10. »Y ahora, he aquí que las almas de los que están muertos gritan y se lamentan hasta las puertas del cielo, y su gemido ha subido y no puede salir ante la injusticia que se comete en la tierra.
11. »Pero tú que conoces todas las cosas antes de que sucedan, tú que sabes aquello, tú los toleras y no nos dices qué debemos hacerles al observar eso».
Capítulo X
PROFECÍAS SOBRE EL DILUVIO,
SOBRE AZAZEL Y SEMYAZA
1. Entonces el Altísimo, Grande y Santo habló y envió a Uriel al hijo de Lamec.
2. Y le dijo: «Ve hacia Noé y dile en mi nombre: ‘‘Escóndete’’, y revélale la consumación que viene, pues la tierra entera va a perecer, un diluvio va a venir sobre toda la tierra y todo lo que se encuentre sobre ella perecerá.
3. »Enséñale lo que debe hacer para preservar su alma para la vida y escapar definitivamente, pues por él será sembrada una planta y serán establecidas todas las generaciones».
4. Y, además, el Señor le dijo a Rafael: «Encadena a Azazel de pies y manos, arrójalo en las tinieblas, abre el desierto que está en Dudael y arrójalo en él;
5. »echa sobre él piedras ásperas y cortantes, cúbrelo de tinieblas, déjalo allí eternamente sin que pueda ver la luz,
6. »y en el gran día del Juicio, que sea arrojado al fuego.
7. »Después, sana la tierra que los ángeles han corrompido y anuncia su curación, a fin de que se sanen de la plaga y que todos los hijos de los hombres no se pierdan debido al misterio que los Guardianes descubrieron y han enseñado a sus hijos.
8. »Toda la tierra ha sido corrompida por medio de las obras que fueron enseñadas por Azazel, impútale entonces todo pecado».
9. Y el Señor dijo a Gabriel: «Procede contra los bastardos y réprobos hijos de la fornicación, haz desaparecer a los hijos de los Guardianes de entre los humanos y hazlos entrar en una guerra de destrucción, pues no habrá para ellos muchos días.
10. »Ninguna petición en su favor será concedida, pues esperan vivir una vida eterna y cada uno de ellos vivirá quinientos años».
11. Y a Miguel le dijo el Señor: «Ve y anuncia a Semyaza y a todos sus cómplices que se unieron con mujeres y se contaminaron con ellas en su impureza
12. »que sus hijos perecerán y ellos verán la destrucción de sus seres queridos.
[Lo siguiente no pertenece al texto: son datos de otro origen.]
//! Structured logging setup.
//!
//! A tracing-subscriber registry with an environment filter derived from
//! the configuration, writing to the console, a daily-rolling file, or
//! both. The handle returned by [`init`] owns the file appender guards and
//! must stay alive for the lifetime of the process.

mod config;

#[cfg(test)]
mod tests;

pub use config::{LogFormat, LogLevel, LogOutput, LoggingConfig};

use std::path::PathBuf;

use thiserror::Error;
use tracing_appender::non_blocking::WorkerGuard;
use tracing_appender::rolling::{RollingFileAppender, Rotation};
use tracing_subscriber::{fmt, layer::SubscriberExt, util::SubscriberInitExt, EnvFilter, Layer};

/// Logging system errors
#[derive(Debug, Error)]
pub enum LoggingError {
    #[error("Failed to initialize logging: {0}")]
    Initialization(String),

    #[error("Failed to create log directory: {0}")]
    DirectoryCreation(String),
}

/// Result type for logging operations
pub type LoggingResult<T> = Result<T, LoggingError>;

/// Keeps the non-blocking file appender guards alive.
pub struct LoggingHandle {
    _guards: Vec<WorkerGuard>,
}

/// Initialize the global tracing subscriber from `config`.
pub fn init(config: &LoggingConfig) -> LoggingResult<LoggingHandle> {
    let env_filter = build_env_filter(config);
    let registry = tracing_subscriber::registry().with(env_filter);
    let mut guards = Vec::new();

    match config.output {
        LogOutput::Console => {
            registry
                .with(console_layer(config))
                .try_init()
                .map_err(|e| LoggingError::Initialization(e.to_string()))?;
        }
        LogOutput::File => {
            let (file, guard) = file_layer(config)?;
            guards.push(guard);
            registry
                .with(file)
                .try_init()
                .map_err(|e| LoggingError::Initialization(e.to_string()))?;
        }
        LogOutput::Both => {
            let (file, guard) = file_layer(config)?;
            guards.push(guard);
            registry
                .with(console_layer(config))
                .with(file)
                .try_init()
                .map_err(|e| LoggingError::Initialization(e.to_string()))?;
        }
    }

    Ok(LoggingHandle { _guards: guards })
}

/// Build environment filter from configuration
fn build_env_filter(config: &LoggingConfig) -> EnvFilter {
    let mut filter = EnvFilter::new(config.level.as_str());
    for (module, level) in &config.module_levels {
        filter = filter.add_directive(
            format!("{}={}", module, level.as_str())
                .parse()
                .unwrap_or_else(|_| config.level.to_tracing_level().into()),
        );
    }
    filter
}

/// Create console logging layer
fn console_layer<S>(config: &LoggingConfig) -> impl Layer<S>
where
    S: tracing::Subscriber + for<'a> tracing_subscriber::registry::LookupSpan<'a>,
{
    let layer = fmt::layer()
        .with_target(config.include_target)
        .with_thread_ids(config.include_thread_id)
        .with_file(config.include_file_info)
        .with_line_number(config.include_file_info);

    if config.format == LogFormat::Json {
        layer.json().boxed()
    } else {
        layer.boxed()
    }
}

/// Create file logging layer with daily rotation
fn file_layer<S>(config: &LoggingConfig) -> LoggingResult<(impl Layer<S>, WorkerGuard)>
where
    S: tracing::Subscriber + for<'a> tracing_subscriber::registry::LookupSpan<'a>,
{
    let log_dir = config
        .log_directory
        .clone()
        .unwrap_or_else(|| PathBuf::from("logs"));
    std::fs::create_dir_all(&log_dir)
        .map_err(|e| LoggingError::DirectoryCreation(format!("{:?}: {}", log_dir, e)))?;

    let file_appender = RollingFileAppender::new(Rotation::DAILY, &log_dir, "underlay.log");
    let (non_blocking, guard) = tracing_appender::non_blocking(file_appender);

    let layer = fmt::layer()
        .with_writer(non_blocking)
        .with_target(config.include_target)
        .with_thread_ids(config.include_thread_id)
        .with_file(config.include_file_info)
        .with_line_number(config.include_file_info)
        .with_ansi(false);

    if config.format == LogFormat::Json {
        Ok((layer.json().boxed(), guard))
    } else {
        Ok((layer.boxed(), guard))
    }
}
Encadénalos durante setenta generaciones en los valles de la tierra hasta el gran día de su juicio.
13. »En esos días se los llevará al abismo de fuego, a los tormentos y al encierro en la prisión eterna.
14. »Todo el que sea condenado estará perdido de ahí en adelante y será encadenado con ellos hasta la destrucción de su generación. Y en la época del juicio que yo juzgaré, perecerán por todas las generaciones.
15. »Destruye todos los espíritus de los bastardos y de los hijos de los Guardianes porque han hecho obrar mal a los humanos.
16. »Destruye la opresión de la faz de la tierra, haz perecer toda obra de impiedad y haz que aparezca la planta de justicia; ella será una bendición y las obras de los justos serán sembradas en alegría para siempre.
17. »En ese tiempo todos los justos se salvarán y vivirán hasta que engendren millares. Todos los días de vuestra juventud y vuestra vejez se completarán en paz.
18. »Entonces toda la tierra será cultivada en justicia y toda ella será plantada de árboles y llena de bendición.
19. »Todos los árboles de la tierra que deseen serán plantados en ella y se sembrarán allí viñas, y cada una de ellas producirá mil jarras de vino y cada semilla producirá mil medidas por una, y una medida de aceitunas producirá diez lagares de aceite.
20. »Y limpia tú la tierra de toda opresión, de toda violencia, de todo pecado, de toda impiedad y de toda maldad que ocurre en ella, y hazlos desaparecer de la tierra.
21. »Y todos los hijos de los hombres llegarán a ser justos y todas las naciones me adorarán, se dirigirán en oración a mí y me alabarán.
22. »Y la tierra estará pura de toda corrupción, de todo pecado, de todo castigo y de todo dolor; y yo no enviaré más (estas plagas) sobre la tierra hasta las generaciones de las generaciones y hasta la eternidad».